## TASK OBJECTIVE
What you give must be exactly the lines of the material from the first through the line that contains "warning / over-limit", inclusive, and no others.

*** Block opens ***

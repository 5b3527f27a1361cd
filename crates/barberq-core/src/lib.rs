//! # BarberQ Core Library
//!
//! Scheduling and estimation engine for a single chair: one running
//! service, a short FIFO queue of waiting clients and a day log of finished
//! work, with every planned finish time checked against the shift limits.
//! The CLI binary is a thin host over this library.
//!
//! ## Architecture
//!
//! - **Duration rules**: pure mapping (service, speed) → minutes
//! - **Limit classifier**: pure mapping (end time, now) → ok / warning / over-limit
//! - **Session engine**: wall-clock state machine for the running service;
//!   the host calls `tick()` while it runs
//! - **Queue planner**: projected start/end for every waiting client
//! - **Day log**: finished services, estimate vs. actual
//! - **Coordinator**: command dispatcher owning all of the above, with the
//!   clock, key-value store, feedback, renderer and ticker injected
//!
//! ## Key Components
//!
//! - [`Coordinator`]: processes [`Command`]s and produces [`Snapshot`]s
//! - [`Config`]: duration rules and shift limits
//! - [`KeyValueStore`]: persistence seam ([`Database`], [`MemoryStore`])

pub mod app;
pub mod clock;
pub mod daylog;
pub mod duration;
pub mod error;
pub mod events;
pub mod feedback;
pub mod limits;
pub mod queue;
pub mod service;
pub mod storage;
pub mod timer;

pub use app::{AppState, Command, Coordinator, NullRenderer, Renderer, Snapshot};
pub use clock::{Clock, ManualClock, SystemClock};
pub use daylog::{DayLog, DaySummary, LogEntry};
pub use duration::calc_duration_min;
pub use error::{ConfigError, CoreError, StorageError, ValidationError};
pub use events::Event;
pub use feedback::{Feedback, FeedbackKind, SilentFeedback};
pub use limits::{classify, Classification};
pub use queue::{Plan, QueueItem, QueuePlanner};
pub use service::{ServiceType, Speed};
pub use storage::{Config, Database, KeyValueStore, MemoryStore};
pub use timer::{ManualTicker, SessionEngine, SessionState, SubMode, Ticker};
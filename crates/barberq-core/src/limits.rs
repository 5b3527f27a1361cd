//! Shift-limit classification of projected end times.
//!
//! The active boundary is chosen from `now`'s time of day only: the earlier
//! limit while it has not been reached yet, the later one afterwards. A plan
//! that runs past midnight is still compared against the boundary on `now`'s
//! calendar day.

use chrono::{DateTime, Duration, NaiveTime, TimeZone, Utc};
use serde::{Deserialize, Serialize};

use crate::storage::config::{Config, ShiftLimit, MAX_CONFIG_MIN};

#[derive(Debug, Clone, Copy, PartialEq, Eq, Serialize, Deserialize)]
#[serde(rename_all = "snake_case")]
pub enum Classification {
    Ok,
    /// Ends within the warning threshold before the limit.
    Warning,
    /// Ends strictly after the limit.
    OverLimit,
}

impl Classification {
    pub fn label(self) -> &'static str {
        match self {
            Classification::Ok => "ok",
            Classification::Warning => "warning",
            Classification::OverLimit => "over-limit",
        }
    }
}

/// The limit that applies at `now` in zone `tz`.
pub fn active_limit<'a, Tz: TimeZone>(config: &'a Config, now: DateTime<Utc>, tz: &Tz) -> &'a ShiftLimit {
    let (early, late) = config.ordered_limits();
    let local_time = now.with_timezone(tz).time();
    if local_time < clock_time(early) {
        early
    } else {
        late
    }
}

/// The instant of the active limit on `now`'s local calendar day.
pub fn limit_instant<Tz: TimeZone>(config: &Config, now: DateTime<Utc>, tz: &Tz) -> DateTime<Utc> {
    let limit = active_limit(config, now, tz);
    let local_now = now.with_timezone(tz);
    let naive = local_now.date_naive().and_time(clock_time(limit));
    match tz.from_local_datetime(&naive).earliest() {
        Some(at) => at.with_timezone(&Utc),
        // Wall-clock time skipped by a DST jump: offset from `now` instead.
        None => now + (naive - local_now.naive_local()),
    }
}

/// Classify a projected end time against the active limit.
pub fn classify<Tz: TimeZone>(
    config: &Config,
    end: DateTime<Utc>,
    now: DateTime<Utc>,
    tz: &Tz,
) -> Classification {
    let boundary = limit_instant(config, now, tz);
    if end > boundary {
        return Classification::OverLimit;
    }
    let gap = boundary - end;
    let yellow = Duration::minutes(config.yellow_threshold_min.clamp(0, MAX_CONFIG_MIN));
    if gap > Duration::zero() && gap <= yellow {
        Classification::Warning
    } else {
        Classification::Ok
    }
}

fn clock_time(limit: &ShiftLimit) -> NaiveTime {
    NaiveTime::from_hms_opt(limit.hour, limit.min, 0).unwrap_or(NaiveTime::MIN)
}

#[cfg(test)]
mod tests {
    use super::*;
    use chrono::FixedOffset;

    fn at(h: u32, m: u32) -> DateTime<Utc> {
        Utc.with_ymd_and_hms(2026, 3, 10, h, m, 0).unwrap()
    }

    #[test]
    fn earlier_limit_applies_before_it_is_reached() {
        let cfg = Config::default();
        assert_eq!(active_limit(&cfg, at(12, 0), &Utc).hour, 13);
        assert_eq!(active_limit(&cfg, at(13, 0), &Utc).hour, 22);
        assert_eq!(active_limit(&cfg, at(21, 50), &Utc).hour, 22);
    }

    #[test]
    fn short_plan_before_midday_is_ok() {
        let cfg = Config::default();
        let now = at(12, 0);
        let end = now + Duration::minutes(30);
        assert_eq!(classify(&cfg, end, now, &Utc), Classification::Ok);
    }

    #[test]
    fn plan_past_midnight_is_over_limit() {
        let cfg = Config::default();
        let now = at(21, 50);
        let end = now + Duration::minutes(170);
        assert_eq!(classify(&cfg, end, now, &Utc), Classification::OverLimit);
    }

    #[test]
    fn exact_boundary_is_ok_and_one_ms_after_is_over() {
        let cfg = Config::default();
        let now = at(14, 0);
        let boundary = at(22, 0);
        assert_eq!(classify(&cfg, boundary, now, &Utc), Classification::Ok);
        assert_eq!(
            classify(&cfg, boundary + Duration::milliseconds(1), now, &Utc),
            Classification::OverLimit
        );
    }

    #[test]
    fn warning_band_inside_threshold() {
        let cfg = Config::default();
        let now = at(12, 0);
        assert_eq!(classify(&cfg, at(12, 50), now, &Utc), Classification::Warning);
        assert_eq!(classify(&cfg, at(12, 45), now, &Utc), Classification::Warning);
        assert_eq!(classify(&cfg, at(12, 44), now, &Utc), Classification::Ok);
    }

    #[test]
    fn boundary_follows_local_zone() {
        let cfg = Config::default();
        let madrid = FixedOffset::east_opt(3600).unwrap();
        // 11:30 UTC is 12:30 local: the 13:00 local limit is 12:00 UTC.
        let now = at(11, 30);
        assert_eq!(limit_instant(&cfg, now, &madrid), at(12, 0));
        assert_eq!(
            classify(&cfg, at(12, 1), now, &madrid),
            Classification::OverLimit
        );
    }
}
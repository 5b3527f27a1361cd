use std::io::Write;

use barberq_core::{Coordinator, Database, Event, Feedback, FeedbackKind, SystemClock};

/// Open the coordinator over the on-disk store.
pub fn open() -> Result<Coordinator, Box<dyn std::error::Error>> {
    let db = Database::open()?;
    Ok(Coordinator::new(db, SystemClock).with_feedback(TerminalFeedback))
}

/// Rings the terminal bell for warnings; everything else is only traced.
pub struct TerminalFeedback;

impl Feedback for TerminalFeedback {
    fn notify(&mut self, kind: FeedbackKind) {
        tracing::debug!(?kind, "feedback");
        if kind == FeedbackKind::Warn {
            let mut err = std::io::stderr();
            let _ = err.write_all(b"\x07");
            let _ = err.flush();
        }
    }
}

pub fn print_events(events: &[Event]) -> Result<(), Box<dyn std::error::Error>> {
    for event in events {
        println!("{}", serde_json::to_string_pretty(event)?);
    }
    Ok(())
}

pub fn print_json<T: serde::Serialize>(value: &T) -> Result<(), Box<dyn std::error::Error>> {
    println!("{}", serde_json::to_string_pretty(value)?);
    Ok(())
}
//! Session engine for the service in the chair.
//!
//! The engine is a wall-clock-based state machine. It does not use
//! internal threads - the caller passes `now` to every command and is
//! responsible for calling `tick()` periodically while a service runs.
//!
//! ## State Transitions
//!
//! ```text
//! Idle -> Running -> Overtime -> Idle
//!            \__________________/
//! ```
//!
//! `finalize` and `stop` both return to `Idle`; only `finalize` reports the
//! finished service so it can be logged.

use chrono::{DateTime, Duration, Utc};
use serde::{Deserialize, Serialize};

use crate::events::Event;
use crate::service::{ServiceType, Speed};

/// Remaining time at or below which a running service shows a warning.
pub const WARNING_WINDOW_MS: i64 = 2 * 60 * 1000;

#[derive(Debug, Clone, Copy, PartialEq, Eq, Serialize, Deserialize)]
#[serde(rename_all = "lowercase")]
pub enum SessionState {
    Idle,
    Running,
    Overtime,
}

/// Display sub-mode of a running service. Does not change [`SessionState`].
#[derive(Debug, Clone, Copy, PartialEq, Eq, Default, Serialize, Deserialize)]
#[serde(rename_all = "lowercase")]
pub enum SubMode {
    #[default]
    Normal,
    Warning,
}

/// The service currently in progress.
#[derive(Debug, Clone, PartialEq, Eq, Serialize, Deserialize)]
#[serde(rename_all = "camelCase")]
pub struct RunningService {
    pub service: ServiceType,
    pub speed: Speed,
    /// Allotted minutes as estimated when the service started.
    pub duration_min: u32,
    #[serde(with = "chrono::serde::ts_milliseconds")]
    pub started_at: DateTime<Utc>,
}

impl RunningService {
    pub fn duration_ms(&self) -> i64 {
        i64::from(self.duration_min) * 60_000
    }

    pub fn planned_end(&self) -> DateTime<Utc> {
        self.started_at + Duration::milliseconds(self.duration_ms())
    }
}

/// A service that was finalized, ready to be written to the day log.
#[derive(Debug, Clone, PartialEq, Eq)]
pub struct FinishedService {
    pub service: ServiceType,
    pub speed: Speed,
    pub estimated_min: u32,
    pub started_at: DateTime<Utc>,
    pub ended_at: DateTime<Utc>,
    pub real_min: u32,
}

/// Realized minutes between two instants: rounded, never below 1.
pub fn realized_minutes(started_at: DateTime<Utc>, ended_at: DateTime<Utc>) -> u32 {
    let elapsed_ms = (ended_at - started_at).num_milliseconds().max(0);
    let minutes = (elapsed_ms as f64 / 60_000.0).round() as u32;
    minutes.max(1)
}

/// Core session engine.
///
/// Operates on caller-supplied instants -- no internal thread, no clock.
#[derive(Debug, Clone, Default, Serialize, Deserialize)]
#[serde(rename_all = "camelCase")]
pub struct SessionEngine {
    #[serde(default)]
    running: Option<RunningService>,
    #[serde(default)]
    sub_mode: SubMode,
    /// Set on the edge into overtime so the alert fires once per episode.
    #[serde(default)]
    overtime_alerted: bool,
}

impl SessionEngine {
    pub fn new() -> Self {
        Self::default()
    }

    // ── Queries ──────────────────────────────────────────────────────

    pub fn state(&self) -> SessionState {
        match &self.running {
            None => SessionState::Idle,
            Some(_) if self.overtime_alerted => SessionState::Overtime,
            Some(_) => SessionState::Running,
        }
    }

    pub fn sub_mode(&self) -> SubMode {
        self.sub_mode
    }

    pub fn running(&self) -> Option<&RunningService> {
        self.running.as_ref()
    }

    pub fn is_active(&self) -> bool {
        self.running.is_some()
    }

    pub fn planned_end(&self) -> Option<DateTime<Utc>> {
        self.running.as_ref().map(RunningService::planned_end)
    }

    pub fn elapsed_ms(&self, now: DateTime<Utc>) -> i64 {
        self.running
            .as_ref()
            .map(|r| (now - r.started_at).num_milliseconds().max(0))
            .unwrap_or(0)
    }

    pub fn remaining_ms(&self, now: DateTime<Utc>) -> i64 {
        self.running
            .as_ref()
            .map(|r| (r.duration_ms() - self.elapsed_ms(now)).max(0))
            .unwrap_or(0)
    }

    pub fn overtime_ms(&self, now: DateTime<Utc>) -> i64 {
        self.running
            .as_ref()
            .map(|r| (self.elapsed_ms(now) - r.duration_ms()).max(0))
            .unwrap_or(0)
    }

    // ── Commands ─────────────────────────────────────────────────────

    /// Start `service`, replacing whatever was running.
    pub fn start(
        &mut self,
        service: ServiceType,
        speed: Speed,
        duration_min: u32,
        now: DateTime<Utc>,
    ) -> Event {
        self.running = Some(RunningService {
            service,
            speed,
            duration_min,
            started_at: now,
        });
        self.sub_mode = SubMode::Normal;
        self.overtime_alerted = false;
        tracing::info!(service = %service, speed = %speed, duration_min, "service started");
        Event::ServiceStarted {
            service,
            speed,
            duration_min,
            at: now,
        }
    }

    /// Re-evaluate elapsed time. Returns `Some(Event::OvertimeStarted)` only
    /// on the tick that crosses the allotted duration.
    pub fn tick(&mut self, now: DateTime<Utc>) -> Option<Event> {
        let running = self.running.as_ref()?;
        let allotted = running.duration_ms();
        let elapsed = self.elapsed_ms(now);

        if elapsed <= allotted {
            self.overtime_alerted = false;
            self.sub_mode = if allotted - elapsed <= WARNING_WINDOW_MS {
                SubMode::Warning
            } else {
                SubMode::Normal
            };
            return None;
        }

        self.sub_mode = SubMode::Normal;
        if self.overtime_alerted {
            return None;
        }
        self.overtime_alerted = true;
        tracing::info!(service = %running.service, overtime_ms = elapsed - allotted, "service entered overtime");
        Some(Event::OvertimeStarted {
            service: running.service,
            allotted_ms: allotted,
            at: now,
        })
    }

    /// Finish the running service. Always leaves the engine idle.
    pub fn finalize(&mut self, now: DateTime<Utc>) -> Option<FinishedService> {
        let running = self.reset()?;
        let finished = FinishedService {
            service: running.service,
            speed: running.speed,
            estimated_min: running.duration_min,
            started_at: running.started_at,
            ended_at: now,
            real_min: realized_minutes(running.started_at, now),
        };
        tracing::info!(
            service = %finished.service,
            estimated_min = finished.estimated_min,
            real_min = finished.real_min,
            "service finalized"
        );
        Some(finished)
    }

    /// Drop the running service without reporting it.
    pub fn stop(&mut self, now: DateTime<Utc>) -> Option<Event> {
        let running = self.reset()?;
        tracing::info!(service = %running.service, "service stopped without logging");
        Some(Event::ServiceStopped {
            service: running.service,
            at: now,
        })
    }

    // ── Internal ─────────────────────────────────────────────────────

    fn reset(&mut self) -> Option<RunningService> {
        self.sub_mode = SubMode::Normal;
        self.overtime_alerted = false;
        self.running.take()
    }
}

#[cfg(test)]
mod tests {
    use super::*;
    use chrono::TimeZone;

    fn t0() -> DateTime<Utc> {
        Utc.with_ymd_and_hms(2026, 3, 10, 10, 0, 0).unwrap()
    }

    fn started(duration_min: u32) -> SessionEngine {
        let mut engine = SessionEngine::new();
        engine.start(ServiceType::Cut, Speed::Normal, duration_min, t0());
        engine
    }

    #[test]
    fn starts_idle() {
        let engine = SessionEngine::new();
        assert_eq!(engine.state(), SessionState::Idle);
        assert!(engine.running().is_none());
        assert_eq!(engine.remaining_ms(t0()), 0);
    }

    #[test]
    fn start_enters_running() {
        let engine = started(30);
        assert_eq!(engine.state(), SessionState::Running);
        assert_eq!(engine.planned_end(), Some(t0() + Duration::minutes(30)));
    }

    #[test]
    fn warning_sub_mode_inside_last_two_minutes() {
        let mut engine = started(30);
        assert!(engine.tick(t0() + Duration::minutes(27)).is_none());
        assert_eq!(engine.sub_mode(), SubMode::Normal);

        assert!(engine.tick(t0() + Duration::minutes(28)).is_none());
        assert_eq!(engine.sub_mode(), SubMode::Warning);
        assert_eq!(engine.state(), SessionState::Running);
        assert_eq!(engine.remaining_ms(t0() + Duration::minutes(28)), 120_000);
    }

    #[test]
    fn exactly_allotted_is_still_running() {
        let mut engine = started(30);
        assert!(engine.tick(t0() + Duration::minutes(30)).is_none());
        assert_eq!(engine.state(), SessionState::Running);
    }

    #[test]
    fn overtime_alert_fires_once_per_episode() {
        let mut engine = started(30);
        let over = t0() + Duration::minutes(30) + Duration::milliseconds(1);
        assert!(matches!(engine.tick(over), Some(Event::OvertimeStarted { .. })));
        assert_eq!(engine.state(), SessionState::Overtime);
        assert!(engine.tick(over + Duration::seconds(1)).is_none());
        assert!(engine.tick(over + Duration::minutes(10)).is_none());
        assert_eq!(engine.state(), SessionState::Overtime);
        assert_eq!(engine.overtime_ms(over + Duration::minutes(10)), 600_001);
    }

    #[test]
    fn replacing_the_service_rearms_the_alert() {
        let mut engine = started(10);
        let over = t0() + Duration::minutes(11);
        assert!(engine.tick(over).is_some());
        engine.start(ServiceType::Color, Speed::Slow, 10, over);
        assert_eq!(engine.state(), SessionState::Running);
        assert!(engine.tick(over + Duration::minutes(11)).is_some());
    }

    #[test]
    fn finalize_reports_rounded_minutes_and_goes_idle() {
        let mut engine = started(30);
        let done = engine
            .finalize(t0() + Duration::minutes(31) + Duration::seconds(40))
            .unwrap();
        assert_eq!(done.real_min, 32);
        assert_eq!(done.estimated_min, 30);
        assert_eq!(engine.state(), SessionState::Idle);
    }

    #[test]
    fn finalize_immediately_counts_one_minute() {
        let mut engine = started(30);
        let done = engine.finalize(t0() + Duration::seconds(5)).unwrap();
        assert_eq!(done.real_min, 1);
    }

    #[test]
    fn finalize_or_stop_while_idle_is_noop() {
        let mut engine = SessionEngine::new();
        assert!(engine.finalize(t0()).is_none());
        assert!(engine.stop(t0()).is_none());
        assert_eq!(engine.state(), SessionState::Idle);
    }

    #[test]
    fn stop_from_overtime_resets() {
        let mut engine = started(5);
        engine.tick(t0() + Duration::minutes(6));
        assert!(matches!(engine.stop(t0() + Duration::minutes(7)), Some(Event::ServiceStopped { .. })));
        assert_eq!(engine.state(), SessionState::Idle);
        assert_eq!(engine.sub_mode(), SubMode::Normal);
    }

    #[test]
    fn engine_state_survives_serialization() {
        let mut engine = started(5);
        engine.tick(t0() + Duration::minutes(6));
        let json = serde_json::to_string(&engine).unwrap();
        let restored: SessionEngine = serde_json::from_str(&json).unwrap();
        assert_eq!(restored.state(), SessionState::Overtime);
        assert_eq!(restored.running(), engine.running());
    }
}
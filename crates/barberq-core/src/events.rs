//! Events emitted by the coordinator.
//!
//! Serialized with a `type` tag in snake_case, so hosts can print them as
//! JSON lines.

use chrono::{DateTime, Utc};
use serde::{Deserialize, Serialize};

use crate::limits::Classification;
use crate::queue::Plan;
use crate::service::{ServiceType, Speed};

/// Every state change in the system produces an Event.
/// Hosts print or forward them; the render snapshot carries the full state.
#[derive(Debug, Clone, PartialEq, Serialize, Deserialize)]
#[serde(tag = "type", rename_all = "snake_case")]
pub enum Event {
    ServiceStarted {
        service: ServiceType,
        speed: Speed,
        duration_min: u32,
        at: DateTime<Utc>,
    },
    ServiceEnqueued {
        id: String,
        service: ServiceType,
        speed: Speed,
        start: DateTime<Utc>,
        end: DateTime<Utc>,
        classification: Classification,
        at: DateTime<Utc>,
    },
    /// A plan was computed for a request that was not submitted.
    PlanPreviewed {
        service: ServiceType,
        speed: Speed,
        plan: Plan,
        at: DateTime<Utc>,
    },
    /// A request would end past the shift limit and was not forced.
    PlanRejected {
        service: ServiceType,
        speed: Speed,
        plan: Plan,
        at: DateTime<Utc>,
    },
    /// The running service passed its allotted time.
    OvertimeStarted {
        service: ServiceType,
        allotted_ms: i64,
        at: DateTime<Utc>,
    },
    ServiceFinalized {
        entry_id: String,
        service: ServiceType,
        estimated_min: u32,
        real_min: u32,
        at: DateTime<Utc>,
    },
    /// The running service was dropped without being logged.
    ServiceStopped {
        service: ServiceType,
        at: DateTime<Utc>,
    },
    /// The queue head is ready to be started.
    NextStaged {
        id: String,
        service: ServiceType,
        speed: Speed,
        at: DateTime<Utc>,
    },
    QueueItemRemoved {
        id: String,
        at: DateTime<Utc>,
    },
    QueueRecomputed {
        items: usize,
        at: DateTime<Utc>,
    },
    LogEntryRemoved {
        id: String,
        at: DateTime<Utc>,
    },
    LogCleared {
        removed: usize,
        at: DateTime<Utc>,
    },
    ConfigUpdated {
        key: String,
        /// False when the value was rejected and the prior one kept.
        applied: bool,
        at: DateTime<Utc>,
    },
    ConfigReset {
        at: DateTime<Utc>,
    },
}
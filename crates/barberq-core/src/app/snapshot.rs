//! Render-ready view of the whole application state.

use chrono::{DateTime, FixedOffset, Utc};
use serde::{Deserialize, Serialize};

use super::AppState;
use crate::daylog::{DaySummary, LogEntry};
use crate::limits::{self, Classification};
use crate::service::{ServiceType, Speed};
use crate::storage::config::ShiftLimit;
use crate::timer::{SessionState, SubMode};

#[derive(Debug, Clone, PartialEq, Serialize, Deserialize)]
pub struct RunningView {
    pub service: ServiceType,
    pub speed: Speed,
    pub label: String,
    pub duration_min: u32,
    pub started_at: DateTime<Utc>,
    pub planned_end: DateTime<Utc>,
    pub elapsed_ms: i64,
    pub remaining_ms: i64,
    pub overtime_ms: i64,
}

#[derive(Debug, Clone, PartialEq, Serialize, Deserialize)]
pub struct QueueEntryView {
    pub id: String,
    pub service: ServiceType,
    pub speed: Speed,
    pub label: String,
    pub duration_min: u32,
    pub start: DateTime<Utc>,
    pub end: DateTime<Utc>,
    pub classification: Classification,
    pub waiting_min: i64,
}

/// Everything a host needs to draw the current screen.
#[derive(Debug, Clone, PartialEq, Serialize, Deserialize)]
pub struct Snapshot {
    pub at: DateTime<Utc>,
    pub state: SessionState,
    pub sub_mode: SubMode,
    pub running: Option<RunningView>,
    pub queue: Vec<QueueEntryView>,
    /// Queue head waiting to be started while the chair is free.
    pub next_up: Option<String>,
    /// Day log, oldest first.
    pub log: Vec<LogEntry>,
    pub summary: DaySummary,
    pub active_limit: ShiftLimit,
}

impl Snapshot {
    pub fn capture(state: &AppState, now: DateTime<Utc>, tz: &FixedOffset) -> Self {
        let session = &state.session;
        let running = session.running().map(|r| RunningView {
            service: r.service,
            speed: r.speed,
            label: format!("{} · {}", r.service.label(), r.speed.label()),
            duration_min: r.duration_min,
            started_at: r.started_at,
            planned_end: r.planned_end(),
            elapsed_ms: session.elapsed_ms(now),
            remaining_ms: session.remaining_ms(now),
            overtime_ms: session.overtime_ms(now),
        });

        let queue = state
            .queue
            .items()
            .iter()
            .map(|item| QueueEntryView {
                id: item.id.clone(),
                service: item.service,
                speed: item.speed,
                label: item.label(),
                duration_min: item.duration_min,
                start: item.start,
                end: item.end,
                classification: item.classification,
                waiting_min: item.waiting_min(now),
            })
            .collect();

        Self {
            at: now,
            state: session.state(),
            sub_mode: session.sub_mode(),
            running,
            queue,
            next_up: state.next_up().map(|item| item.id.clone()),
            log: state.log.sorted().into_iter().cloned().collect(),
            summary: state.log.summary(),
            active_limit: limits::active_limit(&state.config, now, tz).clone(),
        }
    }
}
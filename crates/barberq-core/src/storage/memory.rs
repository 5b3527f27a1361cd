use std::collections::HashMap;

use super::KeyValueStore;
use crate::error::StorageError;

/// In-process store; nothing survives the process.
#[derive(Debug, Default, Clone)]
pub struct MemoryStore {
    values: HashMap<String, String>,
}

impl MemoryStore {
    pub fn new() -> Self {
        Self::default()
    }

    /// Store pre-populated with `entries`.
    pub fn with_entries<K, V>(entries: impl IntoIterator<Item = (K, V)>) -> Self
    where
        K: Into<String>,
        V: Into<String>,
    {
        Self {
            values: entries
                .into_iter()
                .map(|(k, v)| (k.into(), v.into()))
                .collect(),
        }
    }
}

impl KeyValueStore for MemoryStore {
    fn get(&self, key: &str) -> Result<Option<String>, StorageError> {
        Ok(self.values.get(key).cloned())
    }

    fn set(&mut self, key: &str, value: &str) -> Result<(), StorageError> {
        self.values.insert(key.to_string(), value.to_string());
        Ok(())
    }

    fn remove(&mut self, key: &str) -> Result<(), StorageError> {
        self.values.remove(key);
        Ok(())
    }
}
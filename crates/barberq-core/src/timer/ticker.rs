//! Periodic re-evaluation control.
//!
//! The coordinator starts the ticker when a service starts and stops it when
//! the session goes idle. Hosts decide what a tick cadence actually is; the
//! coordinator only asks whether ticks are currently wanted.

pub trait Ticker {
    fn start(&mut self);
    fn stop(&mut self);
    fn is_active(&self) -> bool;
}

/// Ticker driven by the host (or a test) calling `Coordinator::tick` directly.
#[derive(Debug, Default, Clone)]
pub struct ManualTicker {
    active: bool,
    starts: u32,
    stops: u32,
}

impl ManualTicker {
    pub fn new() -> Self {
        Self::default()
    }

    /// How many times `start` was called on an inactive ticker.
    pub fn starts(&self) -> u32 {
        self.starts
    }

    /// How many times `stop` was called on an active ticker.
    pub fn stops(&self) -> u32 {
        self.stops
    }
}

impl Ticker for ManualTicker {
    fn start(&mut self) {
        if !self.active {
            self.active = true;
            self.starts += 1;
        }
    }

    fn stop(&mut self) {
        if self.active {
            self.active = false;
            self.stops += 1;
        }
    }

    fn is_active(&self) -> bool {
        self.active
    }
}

*** Block closes ***

## ANSWER BOX
repository 5b3527f27a1361cd
filename crates/barberq-core/src/lib.rs
//! # BarberQ Core Library
//!
//! Scheduling and estimation engine for a single chair: one running
//! service, a short FIFO queue of waiting clients and a day log of finished
//! work, with every planned finish time checked against the shift limits.
//! The CLI binary is a thin host over this library.
//!
//! ## Architecture
//!
//! - **Duration rules**: pure mapping (service, speed) → minutes
//! - **Limit classifier**: pure mapping (end time, now) → ok / warning / over-limit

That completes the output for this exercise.